大学教授と会社社長という二足の草鞋を履きながら、日本を健康長寿の国にしようと挑み続ける久野譜也(筑波大学大学院教授 医学博士)氏。筋トレの普及から始まった改革は、現在街づくりまで拡大しているという。その活動を支援してきた筑波大学名誉教授村上和雄さんとの対談を紹介します。
《【村上】歩くということがいかに大事かということですね。
【久野】歩くのにも当然筋肉を使いますからね。ただ筋肉というのは、30代から加齢によって萎縮が始まります。
そして40代以降は何も手を打たずにいると毎年1パーセントずつ減っていくんですね。
昔は平均寿命が短かったので大した問題にはならなかったのですが、高齢化社会になるとこれが切実な問題になってきました。やはり生き甲斐を持った人生を全うするためには、自分の意思で動けることが必要条件の一つであって、
それを担保するのが筋肉なんですよ。おまけに筋肉というのは非常によい臓器で可塑性(かそせい)がある。
【村上】鍛えれば幾つになっても増えるわけですね。
【久野】そうなんです。だから幾つになっても遅くはないんですよ。
2009年にWHO(世界保健機関)が「死亡原因ベスト20」というのを発表していて、
1位は高血圧、2位はたばこで、3位が糖尿病、何と4位が運動不足なんですよ。

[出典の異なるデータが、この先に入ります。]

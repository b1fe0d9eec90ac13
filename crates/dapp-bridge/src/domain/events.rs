//! Event registry and dispatch.
//!
//! Listeners are kept per event name in registration order. Dispatch works on
//! a snapshot of the list taken when it starts, and no lock is held while a
//! listener runs, so listeners are free to call back into the provider.

use crate::domain::error::{BridgeError, ProviderRpcError};
use parking_lot::RwLock;
use serde_json::Value;
use std::any::Any;
use std::collections::HashMap;
use std::fmt;
use std::panic::{self, AssertUnwindSafe};
use std::str::FromStr;
use std::sync::atomic::{AtomicU64, Ordering};
use std::sync::Arc;
use tracing::{debug, warn};

/// Events a page can subscribe to.
#[derive(Debug, Clone, Copy, PartialEq, Eq, Hash)]
pub enum EventName {
    AccountsChanged,
    ChainChanged,
    Connect,
    Disconnect,
    RequestError,
}

impl EventName {
    pub const ALL: [EventName; 5] = [
        EventName::AccountsChanged,
        EventName::ChainChanged,
        EventName::Connect,
        EventName::Disconnect,
        EventName::RequestError,
    ];

    pub fn as_str(&self) -> &'static str {
        match self {
            EventName::AccountsChanged => "accountsChanged",
            EventName::ChainChanged => "chainChanged",
            EventName::Connect => "connect",
            EventName::Disconnect => "disconnect",
            EventName::RequestError => "requestError",
        }
    }
}

impl fmt::Display for EventName {
    fn fmt(&self, f: &mut fmt::Formatter<'_>) -> fmt::Result {
        f.write_str(self.as_str())
    }
}

/// Event name outside the supported set.
#[derive(Debug, Clone, PartialEq, Eq, thiserror::Error)]
#[error("unknown event: {0}")]
pub struct UnknownEvent(pub String);

impl FromStr for EventName {
    type Err = UnknownEvent;

    fn from_str(s: &str) -> Result<Self, Self::Err> {
        EventName::ALL
            .into_iter()
            .find(|name| name.as_str() == s)
            .ok_or_else(|| UnknownEvent(s.to_string()))
    }
}

/// Typed event with its page-visible payload.
#[derive(Debug, Clone, PartialEq)]
pub enum ProviderEvent {
    AccountsChanged(Vec<String>),
    ChainChanged(String),
    Connect { chain_id: String },
    Disconnect(ProviderRpcError),
}

impl ProviderEvent {
    pub fn name(&self) -> EventName {
        match self {
            ProviderEvent::AccountsChanged(_) => EventName::AccountsChanged,
            ProviderEvent::ChainChanged(_) => EventName::ChainChanged,
            ProviderEvent::Connect { .. } => EventName::Connect,
            ProviderEvent::Disconnect(_) => EventName::Disconnect,
        }
    }

    pub fn payload(&self) -> Value {
        match self {
            ProviderEvent::AccountsChanged(accounts) => serde_json::json!(accounts),
            ProviderEvent::ChainChanged(chain_id) => Value::String(chain_id.clone()),
            ProviderEvent::Connect { chain_id } => serde_json::json!({ "chainId": chain_id }),
            ProviderEvent::Disconnect(error) => serde_json::to_value(error).unwrap_or_default(),
        }
    }
}

/// Error a listener reports back to the dispatcher.
#[derive(Debug, Clone, PartialEq, Eq, thiserror::Error)]
#[error("{0}")]
pub struct ListenerError(pub String);

impl From<&str> for ListenerError {
    fn from(s: &str) -> Self {
        Self(s.to_string())
    }
}

impl From<String> for ListenerError {
    fn from(s: String) -> Self {
        Self(s)
    }
}

/// Page-registered event callback.
pub type Listener = Arc<dyn Fn(&Value) -> Result<(), ListenerError> + Send + Sync>;

/// Wrap a closure as a [`Listener`].
pub fn listener<F>(f: F) -> Listener
where
    F: Fn(&Value) -> Result<(), ListenerError> + Send + Sync + 'static,
{
    Arc::new(f)
}

/// Handle returned by registration, used to unsubscribe.
#[derive(Debug, Clone, Copy, PartialEq, Eq, Hash, PartialOrd, Ord)]
pub struct ListenerId(u64);

impl fmt::Display for ListenerId {
    fn fmt(&self, f: &mut fmt::Formatter<'_>) -> fmt::Result {
        write!(f, "listener-{}", self.0)
    }
}

/// Outcome of one dispatch.
#[derive(Debug, Clone, Copy, Default, PartialEq, Eq)]
pub struct DispatchReport {
    /// Listeners that returned normally
    pub delivered: usize,
    /// Listeners that returned an error or panicked
    pub failed: usize,
}

/// Event name to ordered listener list.
pub struct EventRegistry {
    listeners: RwLock<HashMap<EventName, Vec<(ListenerId, Listener)>>>,
    next_id: AtomicU64,
}

impl EventRegistry {
    pub fn new() -> Self {
        let listeners = EventName::ALL
            .into_iter()
            .map(|name| (name, Vec::new()))
            .collect();
        Self {
            listeners: RwLock::new(listeners),
            next_id: AtomicU64::new(1),
        }
    }

    /// Append a listener. The same callback may be registered more than once.
    pub fn add(&self, event: EventName, listener: Listener) -> ListenerId {
        let id = ListenerId(self.next_id.fetch_add(1, Ordering::Relaxed));
        self.listeners
            .write()
            .entry(event)
            .or_default()
            .push((id, listener));
        debug!(event = %event, listener = %id, "Registered listener");
        id
    }

    /// Remove one registration by handle.
    pub fn remove(&self, event: EventName, id: ListenerId) -> bool {
        let mut listeners = self.listeners.write();
        let Some(list) = listeners.get_mut(&event) else {
            return false;
        };
        let before = list.len();
        list.retain(|(entry, _)| *entry != id);
        before != list.len()
    }

    /// Remove every registration of `callback` (pointer identity).
    pub fn remove_callback(&self, event: EventName, callback: &Listener) -> usize {
        let target = Arc::as_ptr(callback) as *const ();
        let mut listeners = self.listeners.write();
        let Some(list) = listeners.get_mut(&event) else {
            return 0;
        };
        let before = list.len();
        list.retain(|(_, l)| Arc::as_ptr(l) as *const () != target);
        before - list.len()
    }

    pub fn contains(&self, event: EventName, id: ListenerId) -> bool {
        self.listeners
            .read()
            .get(&event)
            .is_some_and(|list| list.iter().any(|(entry, _)| *entry == id))
    }

    pub fn listener_count(&self, event: EventName) -> usize {
        self.listeners.read().get(&event).map_or(0, Vec::len)
    }

    /// Invoke every listener registered for `event` when dispatch starts.
    pub fn trigger(&self, event: EventName, data: &Value) -> DispatchReport {
        let snapshot: Vec<(ListenerId, Listener)> = self
            .listeners
            .read()
            .get(&event)
            .cloned()
            .unwrap_or_default();

        let mut report = DispatchReport::default();
        for (id, listener) in snapshot {
            match invoke_listener(event, &listener, data) {
                Ok(()) => report.delivered += 1,
                Err(e) => {
                    warn!(event = %event, listener = %id, error = %e, "Event listener failed");
                    report.failed += 1;
                }
            }
        }

        debug!(
            event = %event,
            delivered = report.delivered,
            failed = report.failed,
            "Event dispatched"
        );
        report
    }

    pub fn emit(&self, event: &ProviderEvent) -> DispatchReport {
        self.trigger(event.name(), &event.payload())
    }
}

impl Default for EventRegistry {
    fn default() -> Self {
        Self::new()
    }
}

/// Run one listener, turning both errors and panics into `SubscriberFailure`.
pub(crate) fn invoke_listener(
    event: EventName,
    listener: &Listener,
    data: &Value,
) -> Result<(), BridgeError> {
    let reason = match panic::catch_unwind(AssertUnwindSafe(|| listener(data))) {
        Ok(Ok(())) => return Ok(()),
        Ok(Err(e)) => e.to_string(),
        Err(payload) => format!("panicked: {}", panic_message(payload.as_ref())),
    };
    Err(BridgeError::SubscriberFailure {
        event: event.to_string(),
        reason,
    })
}

fn panic_message(payload: &(dyn Any + Send)) -> String {
    if let Some(s) = payload.downcast_ref::<&str>() {
        (*s).to_string()
    } else if let Some(s) = payload.downcast_ref::<String>() {
        s.clone()
    } else {
        "non-string panic payload".to_string()
    }
}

ちなみに5位は肥満です。
これは認知症でも同じことが言えて、運動不足だと認知症になりやすいというデータが最近出ました。
やはり人間というのは、基本的に動くという前提でいろいろな機能が備わっているのに、科学技術の発達とともに
動かなくなったアンチテーゼが、いまこうして生活習慣病や認知症という形になって表れていると考えられます。
【村上】体を動かすことが大事であることは誰もが知っていても、それを義務感だけではやれないと思うんですよ。
そこに何か楽しみというか生き甲斐がないと。
【久野】何もアスリートみたいな運動をする必要はなくて、先生のおっしゃるように生き甲斐とか人との関わり、
そういったものがうまく絡み合って健康寿命というのは伸びていきます。
【村上】80歳になって少々体が不自由なんですけど、僕にとっての生き甲斐は人に喜んでもらうとか、希望を与えることかな。
【久野】健康長寿の秘訣には三つのキーワードがあって、それが運動と食事、そして社会的役割です。